# Data for this exercise

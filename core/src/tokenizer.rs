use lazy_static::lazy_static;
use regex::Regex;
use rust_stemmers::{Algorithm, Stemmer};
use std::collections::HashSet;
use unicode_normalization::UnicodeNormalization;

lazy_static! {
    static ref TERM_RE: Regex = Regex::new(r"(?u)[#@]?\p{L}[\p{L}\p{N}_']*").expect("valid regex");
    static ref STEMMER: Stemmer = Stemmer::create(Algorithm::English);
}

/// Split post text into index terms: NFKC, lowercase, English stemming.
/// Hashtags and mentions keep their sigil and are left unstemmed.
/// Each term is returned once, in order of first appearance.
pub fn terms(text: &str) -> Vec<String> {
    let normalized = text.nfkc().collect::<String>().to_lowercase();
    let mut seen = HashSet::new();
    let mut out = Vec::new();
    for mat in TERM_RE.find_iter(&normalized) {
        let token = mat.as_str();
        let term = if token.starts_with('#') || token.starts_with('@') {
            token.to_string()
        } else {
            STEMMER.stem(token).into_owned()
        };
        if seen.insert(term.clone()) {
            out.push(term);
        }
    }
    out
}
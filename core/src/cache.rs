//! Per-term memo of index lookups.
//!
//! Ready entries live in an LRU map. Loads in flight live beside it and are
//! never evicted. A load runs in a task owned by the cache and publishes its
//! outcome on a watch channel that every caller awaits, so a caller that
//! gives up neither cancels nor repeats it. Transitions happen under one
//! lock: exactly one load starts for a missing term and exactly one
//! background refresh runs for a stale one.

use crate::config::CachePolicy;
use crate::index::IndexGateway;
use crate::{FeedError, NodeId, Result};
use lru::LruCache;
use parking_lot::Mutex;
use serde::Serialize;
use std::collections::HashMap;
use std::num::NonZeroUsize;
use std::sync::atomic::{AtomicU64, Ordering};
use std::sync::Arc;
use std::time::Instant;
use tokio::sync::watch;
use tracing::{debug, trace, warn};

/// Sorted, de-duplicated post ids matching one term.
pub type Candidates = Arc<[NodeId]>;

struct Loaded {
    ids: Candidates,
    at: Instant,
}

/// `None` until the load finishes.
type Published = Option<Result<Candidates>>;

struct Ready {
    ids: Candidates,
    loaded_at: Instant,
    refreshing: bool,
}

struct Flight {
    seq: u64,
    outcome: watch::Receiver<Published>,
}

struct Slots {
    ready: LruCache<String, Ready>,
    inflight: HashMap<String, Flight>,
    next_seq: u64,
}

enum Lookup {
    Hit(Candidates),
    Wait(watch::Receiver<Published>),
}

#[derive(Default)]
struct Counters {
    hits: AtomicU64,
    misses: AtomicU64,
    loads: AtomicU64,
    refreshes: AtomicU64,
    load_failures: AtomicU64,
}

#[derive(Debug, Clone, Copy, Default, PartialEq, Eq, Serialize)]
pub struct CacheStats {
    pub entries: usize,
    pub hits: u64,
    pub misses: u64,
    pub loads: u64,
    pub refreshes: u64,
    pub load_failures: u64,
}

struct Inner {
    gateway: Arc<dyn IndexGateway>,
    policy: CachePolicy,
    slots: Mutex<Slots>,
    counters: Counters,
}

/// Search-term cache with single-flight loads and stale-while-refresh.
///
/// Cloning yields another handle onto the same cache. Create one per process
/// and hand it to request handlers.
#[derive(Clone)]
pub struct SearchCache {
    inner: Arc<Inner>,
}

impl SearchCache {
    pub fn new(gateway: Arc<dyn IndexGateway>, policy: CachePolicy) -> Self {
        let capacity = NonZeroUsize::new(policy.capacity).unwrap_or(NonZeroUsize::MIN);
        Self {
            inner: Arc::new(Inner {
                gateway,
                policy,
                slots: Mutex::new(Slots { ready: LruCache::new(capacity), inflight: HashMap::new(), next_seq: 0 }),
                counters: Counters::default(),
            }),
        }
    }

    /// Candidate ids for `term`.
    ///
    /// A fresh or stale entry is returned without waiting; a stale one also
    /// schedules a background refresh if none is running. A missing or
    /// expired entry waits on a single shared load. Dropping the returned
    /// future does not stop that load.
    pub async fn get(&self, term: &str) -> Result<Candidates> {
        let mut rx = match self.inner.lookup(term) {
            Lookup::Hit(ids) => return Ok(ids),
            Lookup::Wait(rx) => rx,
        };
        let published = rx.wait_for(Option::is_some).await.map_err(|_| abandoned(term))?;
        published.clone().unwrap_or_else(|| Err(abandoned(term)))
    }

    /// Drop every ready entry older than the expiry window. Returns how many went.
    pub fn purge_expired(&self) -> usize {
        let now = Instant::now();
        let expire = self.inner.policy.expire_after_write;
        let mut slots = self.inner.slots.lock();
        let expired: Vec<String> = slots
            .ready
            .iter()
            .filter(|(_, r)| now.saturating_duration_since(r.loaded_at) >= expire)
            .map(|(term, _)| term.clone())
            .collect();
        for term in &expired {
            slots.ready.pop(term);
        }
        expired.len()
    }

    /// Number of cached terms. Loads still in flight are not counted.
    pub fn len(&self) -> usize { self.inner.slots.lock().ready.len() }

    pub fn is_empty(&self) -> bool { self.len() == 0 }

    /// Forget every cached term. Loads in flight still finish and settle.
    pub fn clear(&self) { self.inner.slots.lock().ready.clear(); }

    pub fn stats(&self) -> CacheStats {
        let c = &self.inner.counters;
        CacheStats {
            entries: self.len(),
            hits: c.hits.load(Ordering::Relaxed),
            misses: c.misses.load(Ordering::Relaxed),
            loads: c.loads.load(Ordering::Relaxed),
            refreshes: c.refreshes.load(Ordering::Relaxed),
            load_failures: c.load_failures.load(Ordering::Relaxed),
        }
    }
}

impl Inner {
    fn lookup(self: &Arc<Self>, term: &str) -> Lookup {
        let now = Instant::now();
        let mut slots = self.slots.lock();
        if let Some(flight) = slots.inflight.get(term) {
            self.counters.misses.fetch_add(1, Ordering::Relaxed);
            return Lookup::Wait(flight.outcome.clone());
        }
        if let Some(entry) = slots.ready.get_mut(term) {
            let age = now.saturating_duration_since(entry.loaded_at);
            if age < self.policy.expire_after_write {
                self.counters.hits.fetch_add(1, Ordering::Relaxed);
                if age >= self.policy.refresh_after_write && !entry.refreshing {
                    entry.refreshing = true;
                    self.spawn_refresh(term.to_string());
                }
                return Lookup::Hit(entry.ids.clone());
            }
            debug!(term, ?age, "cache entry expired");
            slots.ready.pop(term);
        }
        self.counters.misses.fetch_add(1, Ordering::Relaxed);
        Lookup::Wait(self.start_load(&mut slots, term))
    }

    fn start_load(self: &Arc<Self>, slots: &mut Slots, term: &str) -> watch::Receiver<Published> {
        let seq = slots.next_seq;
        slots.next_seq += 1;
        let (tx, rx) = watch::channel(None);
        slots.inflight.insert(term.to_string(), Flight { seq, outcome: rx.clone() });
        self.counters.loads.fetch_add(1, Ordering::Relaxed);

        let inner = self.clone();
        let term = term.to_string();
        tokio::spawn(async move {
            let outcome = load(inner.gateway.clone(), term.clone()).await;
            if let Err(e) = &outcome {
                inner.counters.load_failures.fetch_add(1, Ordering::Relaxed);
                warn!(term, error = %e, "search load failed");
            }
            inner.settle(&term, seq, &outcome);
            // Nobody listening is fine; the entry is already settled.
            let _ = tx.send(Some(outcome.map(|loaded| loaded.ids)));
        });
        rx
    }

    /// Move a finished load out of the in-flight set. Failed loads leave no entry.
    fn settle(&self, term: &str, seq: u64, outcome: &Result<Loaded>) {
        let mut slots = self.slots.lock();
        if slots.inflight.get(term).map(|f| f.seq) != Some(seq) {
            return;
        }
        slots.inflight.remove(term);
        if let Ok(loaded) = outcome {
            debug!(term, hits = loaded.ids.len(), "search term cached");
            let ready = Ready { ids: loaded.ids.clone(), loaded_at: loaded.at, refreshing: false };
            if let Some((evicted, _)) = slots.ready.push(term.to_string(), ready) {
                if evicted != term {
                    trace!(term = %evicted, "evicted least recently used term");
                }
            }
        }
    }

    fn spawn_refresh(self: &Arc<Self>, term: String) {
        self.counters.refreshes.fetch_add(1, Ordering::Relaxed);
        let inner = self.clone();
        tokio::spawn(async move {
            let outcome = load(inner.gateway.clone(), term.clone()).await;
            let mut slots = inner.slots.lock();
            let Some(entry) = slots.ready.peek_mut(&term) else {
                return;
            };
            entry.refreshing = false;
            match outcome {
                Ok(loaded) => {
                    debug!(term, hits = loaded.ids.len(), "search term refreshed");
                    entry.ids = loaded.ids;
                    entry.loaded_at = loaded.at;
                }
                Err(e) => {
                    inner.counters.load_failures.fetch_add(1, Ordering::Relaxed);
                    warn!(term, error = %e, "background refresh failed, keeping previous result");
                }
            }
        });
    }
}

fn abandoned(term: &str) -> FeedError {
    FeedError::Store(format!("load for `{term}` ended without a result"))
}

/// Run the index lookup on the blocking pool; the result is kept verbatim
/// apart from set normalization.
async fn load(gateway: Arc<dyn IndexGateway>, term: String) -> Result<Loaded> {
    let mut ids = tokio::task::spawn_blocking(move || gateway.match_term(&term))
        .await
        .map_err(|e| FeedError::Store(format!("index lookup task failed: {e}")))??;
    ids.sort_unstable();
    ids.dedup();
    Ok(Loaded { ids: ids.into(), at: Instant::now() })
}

# Activity
The lines to extract from the data above begin with the line containing "pub fn purge_expired(&self)" and end with the line containing "pub fn clear(&self)". Extract them exactly, including both.

# Your solution
    pub fn purge_expired(&self) -> usize {
        let now = Instant::now();
        let expire = self.inner.policy.expire_after_write;
        let mut slots = self.inner.slots.lock();
        let expired: Vec<String> = slots
            .ready
            .iter()
            .filter(|(_, r)| now.saturating_duration_since(r.loaded_at) >= expire)
            .map(|(term, _)| term.clone())
            .collect();
        for term in &expired {
            slots.ready.pop(term);
        }
        expired.len()
    }

    /// Number of cached terms. Loads still in flight are not counted.
    pub fn len(&self) -> usize { self.inner.slots.lock().ready.len() }

    pub fn is_empty(&self) -> bool { self.len() == 0 }

    /// Forget every cached term. Loads in flight still finish and settle.
    pub fn clear(&self) { self.inner.slots.lock().ready.clear(); }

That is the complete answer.